## YOUR OBJECTIVE
Transcribe the data below verbatim from the line with "pub mod read;" to the line with "pub use super::described::Described;". Include both of those lines.

[Source records]
+++

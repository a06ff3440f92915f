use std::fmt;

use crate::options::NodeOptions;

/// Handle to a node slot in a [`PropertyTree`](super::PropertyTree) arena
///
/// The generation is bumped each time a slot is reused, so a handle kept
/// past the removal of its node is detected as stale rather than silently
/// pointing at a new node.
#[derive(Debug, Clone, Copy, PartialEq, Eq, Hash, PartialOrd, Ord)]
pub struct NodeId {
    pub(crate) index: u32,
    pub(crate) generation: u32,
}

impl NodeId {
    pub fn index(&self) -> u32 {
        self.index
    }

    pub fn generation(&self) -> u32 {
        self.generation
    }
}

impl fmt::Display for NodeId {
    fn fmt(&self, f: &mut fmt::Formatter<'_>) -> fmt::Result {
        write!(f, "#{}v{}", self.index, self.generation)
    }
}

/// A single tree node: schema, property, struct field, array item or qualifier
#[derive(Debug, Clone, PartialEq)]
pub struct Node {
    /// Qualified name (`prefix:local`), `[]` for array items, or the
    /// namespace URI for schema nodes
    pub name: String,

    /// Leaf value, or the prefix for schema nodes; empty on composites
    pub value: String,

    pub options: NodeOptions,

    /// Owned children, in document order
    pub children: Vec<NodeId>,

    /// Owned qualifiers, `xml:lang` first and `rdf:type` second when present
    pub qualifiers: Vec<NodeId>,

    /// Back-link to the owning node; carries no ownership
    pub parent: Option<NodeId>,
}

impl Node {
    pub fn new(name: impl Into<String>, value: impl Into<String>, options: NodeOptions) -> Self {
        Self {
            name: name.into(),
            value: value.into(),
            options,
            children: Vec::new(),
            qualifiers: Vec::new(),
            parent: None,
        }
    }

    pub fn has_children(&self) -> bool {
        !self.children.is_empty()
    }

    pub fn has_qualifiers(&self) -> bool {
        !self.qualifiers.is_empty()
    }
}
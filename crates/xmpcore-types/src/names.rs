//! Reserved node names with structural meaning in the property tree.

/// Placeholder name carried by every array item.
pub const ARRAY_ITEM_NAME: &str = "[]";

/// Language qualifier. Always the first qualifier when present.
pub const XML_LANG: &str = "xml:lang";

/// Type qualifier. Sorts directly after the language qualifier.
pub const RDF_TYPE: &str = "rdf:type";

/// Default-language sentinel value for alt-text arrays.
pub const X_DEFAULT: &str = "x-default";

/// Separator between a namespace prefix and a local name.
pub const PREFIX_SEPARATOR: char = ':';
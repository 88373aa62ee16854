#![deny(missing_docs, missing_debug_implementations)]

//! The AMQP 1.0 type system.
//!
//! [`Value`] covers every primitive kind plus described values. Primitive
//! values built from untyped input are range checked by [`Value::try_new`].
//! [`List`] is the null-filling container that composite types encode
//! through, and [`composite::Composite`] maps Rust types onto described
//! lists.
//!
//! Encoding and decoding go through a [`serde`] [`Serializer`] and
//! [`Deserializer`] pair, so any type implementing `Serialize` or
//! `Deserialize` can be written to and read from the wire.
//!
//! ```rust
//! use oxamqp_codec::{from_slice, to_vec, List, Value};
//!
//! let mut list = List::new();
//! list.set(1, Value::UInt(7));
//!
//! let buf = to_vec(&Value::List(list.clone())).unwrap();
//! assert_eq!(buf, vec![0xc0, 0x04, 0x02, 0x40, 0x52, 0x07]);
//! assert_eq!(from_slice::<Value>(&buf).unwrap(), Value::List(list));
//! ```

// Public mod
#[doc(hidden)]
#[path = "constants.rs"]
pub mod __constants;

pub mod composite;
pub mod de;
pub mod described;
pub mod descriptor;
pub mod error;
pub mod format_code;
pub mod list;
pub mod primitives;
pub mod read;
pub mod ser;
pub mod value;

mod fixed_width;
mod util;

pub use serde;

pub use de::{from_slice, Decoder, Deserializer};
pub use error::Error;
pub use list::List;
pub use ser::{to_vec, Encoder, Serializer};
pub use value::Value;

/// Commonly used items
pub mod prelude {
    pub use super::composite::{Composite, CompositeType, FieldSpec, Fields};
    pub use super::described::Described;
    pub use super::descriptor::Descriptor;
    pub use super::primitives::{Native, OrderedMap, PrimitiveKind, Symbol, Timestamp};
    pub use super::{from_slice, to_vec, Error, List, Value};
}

+++

## OUTPUT
pub mod read;
pub mod ser;
pub mod value;

mod fixed_width;
mod util;

pub use serde;

pub use de::{from_slice, Decoder, Deserializer};
pub use error::Error;
pub use list::List;
pub use ser::{to_vec, Encoder, Serializer};
pub use value::Value;

/// Commonly used items
pub mod prelude {
    pub use super::composite::{Composite, CompositeType, FieldSpec, Fields};
    pub use super::described::Described;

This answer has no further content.